İbrahim Halil Okuyan
6 Mart 2012
Linç kelimesi, İngilizce “lynch” kelimesinden gelmektedir.
Lynch kelimesi Charles Lynch’in İngilizce diline yerleştirdiği bir sözcüktür.
Charles Lynch, Amerikan Bağımsızlık Savaşında milis albayı olarak savaşmış.
Bu savaş sırasında Lynch ve onun gibi olan bazı milis subayları Virginia’da İngiliz yanlısı olduğundan şüphelendikleri insanları apar topar yakalayıp, kendi kurdukları ve hiçbir hukuki temeli olmayan düzmece mahkemede yargılamışlar.
Malına el koyma, Zorla Askere Alma ve Kırbaçlama gibi cezaları uygulamıştır.
Lynch’in kurduğu bu düzmece mahkemelerin verdiği kararlar daha sonra Virginia Genel Meclisi kararıyla Yasal ilan edilmiş.

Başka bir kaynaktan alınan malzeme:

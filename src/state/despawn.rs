//! Delayed removal of sub-agents that have stopped
//!
//! A stopped sub-agent stays in its player's roster as `Despawning` for a
//! grace window so observers can see the terminal state. Removals are kept in
//! a deadline queue keyed by `(session, agent)` and executed by `sweep`,
//! which re-checks the unit's status first: a unit reused or respawned under
//! the same agent id before its deadline is never removed by a stale entry.

use super::unit::UnitStatus;
use super::GameState;
use std::collections::BTreeMap;

#[derive(Debug, Clone, PartialEq, Eq, PartialOrd, Ord)]
struct DespawnKey {
    session_id: String,
    agent_id: String,
}

#[derive(Debug, Clone)]
pub struct DespawnQueue {
    delay_ms: i64,
    deadlines: BTreeMap<DespawnKey, i64>,
}

impl DespawnQueue {
    pub fn new(delay_ms: u64) -> Self {
        Self {
            delay_ms: i64::try_from(delay_ms).unwrap_or(i64::MAX),
            deadlines: BTreeMap::new(),
        }
    }

    /// Schedule (or push back) removal of `agent_id` at `now + delay`
    pub fn schedule(&mut self, session_id: &str, agent_id: &str, now: i64) {
        let key = DespawnKey {
            session_id: session_id.to_string(),
            agent_id: agent_id.to_string(),
        };
        self.deadlines.insert(key, now.saturating_add(self.delay_ms));
    }

    /// Drop a pending removal; returns whether one existed
    pub fn cancel(&mut self, session_id: &str, agent_id: &str) -> bool {
        let key = DespawnKey {
            session_id: session_id.to_string(),
            agent_id: agent_id.to_string(),
        };
        self.deadlines.remove(&key).is_some()
    }

    pub fn len(&self) -> usize {
        self.deadlines.len()
    }

    pub fn is_empty(&self) -> bool {
        self.deadlines.is_empty()
    }

    /// Remove every due unit that is still `Despawning`
    ///
    /// Returns the `(session, agent)` pairs actually removed. Due entries
    /// whose unit is gone or no longer despawning are discarded silently.
    pub fn sweep(&mut self, state: &mut GameState, now: i64) -> Vec<(String, String)> {
        let due: Vec<DespawnKey> = self
            .deadlines
            .iter()
            .filter(|(_, deadline)| **deadline <= now)
            .map(|(key, _)| key.clone())
            .collect();

        let mut removed = Vec::new();
        for key in due {
            self.deadlines.remove(&key);

            let Some(player) = state.players.get_mut(&key.session_id) else {
                continue;
            };
            let still_despawning = player
                .units
                .get(&key.agent_id)
                .is_some_and(|u| u.status == UnitStatus::Despawning);
            if still_despawning {
                player.units.remove(&key.agent_id);
                tracing::debug!(
                    session_id = %key.session_id,
                    agent_id = %key.agent_id,
                    "Unit removed after despawn window"
                );
                removed.push((key.session_id, key.agent_id));
            }
        }
        removed
    }
}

“Linç Hukuku” Amerika’daki Kızılderili ve köle olarak getirilen zencilere karşı acımasızca kullanılmıştır.
Zaten Amerikan western filmlerinin çoğunda vardır.
Suçlu olduğu düşünülen adamı en yakın ağaçta asarak öldürmek.
Oluşum ve gelişimine bakıldığında özü itibarıyla hukuk dışı olan linç, belli siyasal çıkarları korumak için başvurulan bir yöntem olduğunu rahatlıkla söyleyebiliriz.
İktidarların bu eylem biçimiyle kurduğu açık ya da gizli ilişkisi biçimi açısından da çarpıcıdır bu.
Gelişen hukuk sistemleri böylesine insanlık dışı ve barbar bir yapıyı hukuk sisteminin dışına itmiştir.
Hiçbir hukuk sisteminde resmi olarak yer bulmamıştır.
Ama bazı siyasi çıkarlar doğrultusunda “Gayri Resmi” olarak birçok defa kullanılmış ve hala kullanılmakta olan bir cezalandırma yöntemdir.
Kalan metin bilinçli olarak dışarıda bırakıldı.